Why is it so important to post labor law posters? Labor law posters define those federal and state employment-related laws that all employers must comply with in their place of business. In addition, employers are responsible for making sure that the posters are posted in an area where all employees have access to read them. So, while this may seem like a simple task, it is one that employers often fail to do in their place of business, or businesses.

Within the past six years, there have been over 260 mandatory labor law poster changes across the United States. To be compliant, every time the federal or state labor laws change, employers must take down the old posters and replace them with a new, up-to-date poster with the updated laws. Failure to do this may result in fines, lawsuits, or citations that could easily have been prevented. Complete failure to comply with the federal and state labor law posting requirements may result in combined fines up to $17,000 and potentially more depending on the number of business locations.

Labor law posters are designed to protect both the employee and the business. Below is a list of the mandatory federal posters that must be displayed along with some information about the law, who must post them and who enforces them:

Equal Employment Opportunity (EEO) Poster: Informs applicants and employees of Equal Employment Opportunity laws, including Title VII of the Civil Rights Act, the Americans with Disabilities Act (ADA), the Age Discrimination in Employment Act (ADEA), the Genetic Information Nondiscrimination Act (GINA) and the Equal Pay Act (EPA).

Who must post: Employers with 15 or more employees.

Who enforces: U.S. Equal Employment Opportunity Commission (EEOC)
Fair Labor Standards Act (FLSA) Poster: Describes in detail the federal law regarding minimum wage, overtime pay, equal pay for equal work and child labor.

Who must post: Every private, federal, state and local government, company or business with employees who are subject to the FLSA

Who enforces: U.S. Department of Labor – Employment Standards Administration
Family and Medical Leave Act (FMLA) Poster: Summarizes the major provisions of the FMLA and tells applicants and employees how to file a complaint.

Who must post: Public agencies (including federal, state and local employers), public and private elementary and secondary schools, and private employers with 50 or more employees.

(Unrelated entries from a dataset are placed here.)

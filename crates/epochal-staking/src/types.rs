//! Identifier and scalar types shared by every module

use serde::{Deserialize, Deserializer, Serialize, Serializer};
use std::fmt;

/// Account identifier (owner of stakes, privileged callers)
pub type AccountId = [u8; 32];

/// Sequential stake identifier, allocated from 1
pub type StakeId = u64;

/// 1-indexed epoch number
pub type Epoch = u64;

/// UNIX timestamp in whole seconds
pub type Timestamp = u64;

/// AssetId - identifier of an external fungible asset
///
/// Serialized as a 64-character hex string.
#[derive(Clone, Copy, PartialEq, Eq, Hash, PartialOrd, Ord, Default)]
pub struct AssetId {
    id: [u8; 32],
}

impl AssetId {
    /// Create a new AssetId from raw bytes
    pub const fn new(id: [u8; 32]) -> Self {
        Self { id }
    }

    /// Get the raw bytes
    pub fn as_bytes(&self) -> &[u8; 32] {
        &self.id
    }

    /// Convert to hex string
    pub fn to_hex(&self) -> String {
        hex::encode(self.id)
    }

    /// Parse from a 64-character hex string
    pub fn from_hex(s: &str) -> Result<Self, hex::FromHexError> {
        let mut id = [0u8; 32];
        hex::decode_to_slice(s, &mut id)?;
        Ok(Self { id })
    }
}

impl fmt::Debug for AssetId {
    fn fmt(&self, f: &mut fmt::Formatter<'_>) -> fmt::Result {
        write!(f, "AssetId({})", &self.to_hex()[..16])
    }
}

impl fmt::Display for AssetId {
    fn fmt(&self, f: &mut fmt::Formatter<'_>) -> fmt::Result {
        write!(f, "{}", &self.to_hex()[..16])
    }
}

impl Serialize for AssetId {
    fn serialize<S: Serializer>(&self, serializer: S) -> Result<S::Ok, S::Error> {
        serializer.serialize_str(&self.to_hex())
    }
}

impl<'de> Deserialize<'de> for AssetId {
    fn deserialize<D: Deserializer<'de>>(deserializer: D) -> Result<Self, D::Error> {
        let s = String::deserialize(deserializer)?;
        Self::from_hex(&s).map_err(serde::de::Error::custom)
    }
}

/// Which reward stream an amount belongs to
#[derive(Clone, Copy, Debug, PartialEq, Eq, Hash, PartialOrd, Ord, Serialize, Deserialize)]
pub enum RewardAsset {
    /// Protocol-asset emissions
    Emission,
    /// An external revenue asset
    Revenue(AssetId),
}

impl RewardAsset {
    /// Revenue asset id, if any
    pub fn revenue_asset(&self) -> Option<AssetId> {
        match self {
            Self::Emission => None,
            Self::Revenue(asset) => Some(*asset),
        }
    }
}

impl fmt::Display for RewardAsset {
    fn fmt(&self, f: &mut fmt::Formatter<'_>) -> fmt::Result {
        match self {
            Self::Emission => write!(f, "emission"),
            Self::Revenue(asset) => write!(f, "revenue:{}", asset),
        }
    }
}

Who enforces: U.S. Department of Labor – Employment Standards Administration
Occupational Safety and Health Administration (OSHA) Poster: Explains that employees are entitled to a workplace free from recognized hazards under the Occupational Safety and Health Act, with guidance on how to report workplace hazards.

Who must post: Private employers engaged in a business affecting commerce.

Who enforces: U.S. Department of Labor – Occupational Safety and Health Administration
Employee Polygraph Protection Act (EPPA) Poster: Informs applicants and employees that employers are prohibited from requesting or requiring lie detector tests for employment purposes and from retaliating against them if they refuse to take lie detector tests.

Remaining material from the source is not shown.